== INSTRUCTIONS TO FOLLOW ==
Every line in the entries that holds "AutomatonError" should be identified and copied.

[[ MATERIAL SHOWN, beginning ]]

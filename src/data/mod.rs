//! Data module - CSV loading, cleaning and derived values

mod loader;
mod processor;
mod table;

pub use loader::{parse_cell, Cleaning, DatasetLoader, LoaderError, REQUIRED_COLUMNS};
pub use processor::{descending_order, percentage, population_share, ratio, top_n, DerivedView};
pub use table::{ColumnError, PopulationTable};

/// Header names of the population CSV.
pub mod columns {
    pub const STATE: &str = "State";
    pub const POPULATION: &str = "Population";
    pub const MALES: &str = "Males";
    pub const FEMALES: &str = "Females";
    pub const RURAL_POPULATION: &str = "Rural Population";
    pub const URBAN_POPULATION: &str = "Urban Population";
    pub const AREA: &str = "Area (km*km)";
    pub const DENSITY: &str = "Density (1/km*km)";
    pub const DECADAL_GROWTH: &str = "Decadal Growth (%)";
    pub const LITERACY_RATE: &str = "Literacy Rate (%)";

    /// Added at load time, never read from the file.
    pub const URBANIZATION_RATE: &str = "Urbanization Rate";
}

#[cfg(test)]
pub(crate) mod fixtures {
    use super::columns::*;
    use super::{DatasetLoader, PopulationTable};
    use polars::prelude::*;

    /// Raw all-text frame shaped like the CSV after reading.
    pub fn raw_frame(rows: &[[&str; 10]]) -> DataFrame {
        let names = [
            STATE,
            POPULATION,
            MALES,
            FEMALES,
            RURAL_POPULATION,
            URBAN_POPULATION,
            AREA,
            DENSITY,
            DECADAL_GROWTH,
            LITERACY_RATE,
        ];
        let columns: Vec<Column> = names
            .iter()
            .enumerate()
            .map(|(i, name)| {
                let cells: Vec<&str> = rows.iter().map(|row| row[i]).collect();
                Column::new((*name).into(), cells)
            })
            .collect();
        DataFrame::new(columns).expect("fixture frame")
    }

    /// The two-state fixture: A (100 people) and B (200 people).
    pub fn two_states() -> PopulationTable {
        let raw = raw_frame(&[
            ["A", "100", "60", "40", "70", "30", "1,000", "500", "5%", "80"],
            ["B", "200", "90", "110", "50", "150", "2,000", "1,000", "10%", "90"],
        ]);
        DatasetLoader::clean(raw).expect("fixture cleans")
    }

    /// Twelve states with distinct growth and a couple of gaps.
    pub fn twelve_states() -> PopulationTable {
        let raw = raw_frame(&[
            ["S01", "1,000", "510", "490", "600", "400", "10", "100", "12.5%", "71"],
            ["S02", "2,000", "1,020", "980", "1,500", "500", "20", "250", "3%", "64"],
            ["S03", "3,500", "1,800", "1,700", "2,000", "1,500", "30", "13,500", "21%", "88"],
            ["S04", "800", "400", "400", "700", "100", "40", "45", "8%", "59"],
            ["S05", "", "300", "310", "500", "110", "50", "60", "17%", "77"],
            ["S06", "4,100", "2,000", "2,100", "3,000", "1,100", "60", "1,200", "n/a", "81"],
            ["S07", "650", "330", "320", "200", "450", "70", "9,000", "25%", "92"],
            ["S08", "1,250", "640", "610", "900", "350", "80", "310", "14%", "68"],
            ["S09", "900", "460", "440", "450", "450", "90", "700", "19%", "74"],
            ["S10", "2,700", "1,380", "1,320", "1,900", "800", "100", "520", "9%", "70"],
            ["S11", "1,600", "820", "780", "1,000", "600", "110", "880", "11%", "66"],
            ["S12", "3,000", "1,530", "1,470", "2,100", "900", "120", "2,400", "14%", "85"],
        ]);
        DatasetLoader::clean(raw).expect("fixture cleans")
    }
}
pub mod automaton;
pub mod emit;
pub mod graph;
pub mod module;
pub mod printer;
pub mod word_list;


pub use automaton::{Automaton, AutomatonError, StateId};
pub use printer::{CodePrinter, Printer};

/// Builds the automaton for `words` and returns the emitted matcher fragment.
pub fn generate<I, S>(words: I) -> Result<String, AutomatonError>
where
    I: IntoIterator<Item = S>,
    S: AsRef<str>,
{
    let automaton = Automaton::from_words(words)?;
    let mut printer = CodePrinter::new();
    emit::emit(&automaton, &mut printer);
    Ok(printer.into_string())
}
use petgraph::dot::Dot;
use petgraph::graph::{DiGraph, NodeIndex};

use crate::automaton::{Automaton, StateId};

// node labels: id, FINAL, FAIL; accepting interior states get a trailing `*`
pub fn to_graph(automaton: &Automaton) -> DiGraph<String, char> {
    let mut graph = DiGraph::with_capacity(automaton.states().len(), automaton.transitions().len());

    // states are allocated densely, so node index == state id
    let nodes: Vec<NodeIndex> = automaton
        .states()
        .iter()
        .map(|state| {
            let label = match state.id {
                StateId::FINAL => "FINAL".to_string(),
                StateId::FAIL => "FAIL".to_string(),
                id if state.accepting => format!("{}*", id),
                id => id.to_string(),
            };
            graph.add_node(label)
        })
        .collect();

    for t in automaton.transitions() {
        graph.add_edge(nodes[t.from.index()], nodes[t.to.index()], t.symbol);
    }

    graph
}

pub fn to_dot(automaton: &Automaton) -> String {
    let graph = to_graph(automaton);
    format!("{}", Dot::new(&graph))
}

[[ MATERIAL SHOWN, end ]]

== EXERCISE SOLUTION ==
pub use automaton::{Automaton, AutomatonError, StateId};
pub fn generate<I, S>(words: I) -> Result<String, AutomatonError>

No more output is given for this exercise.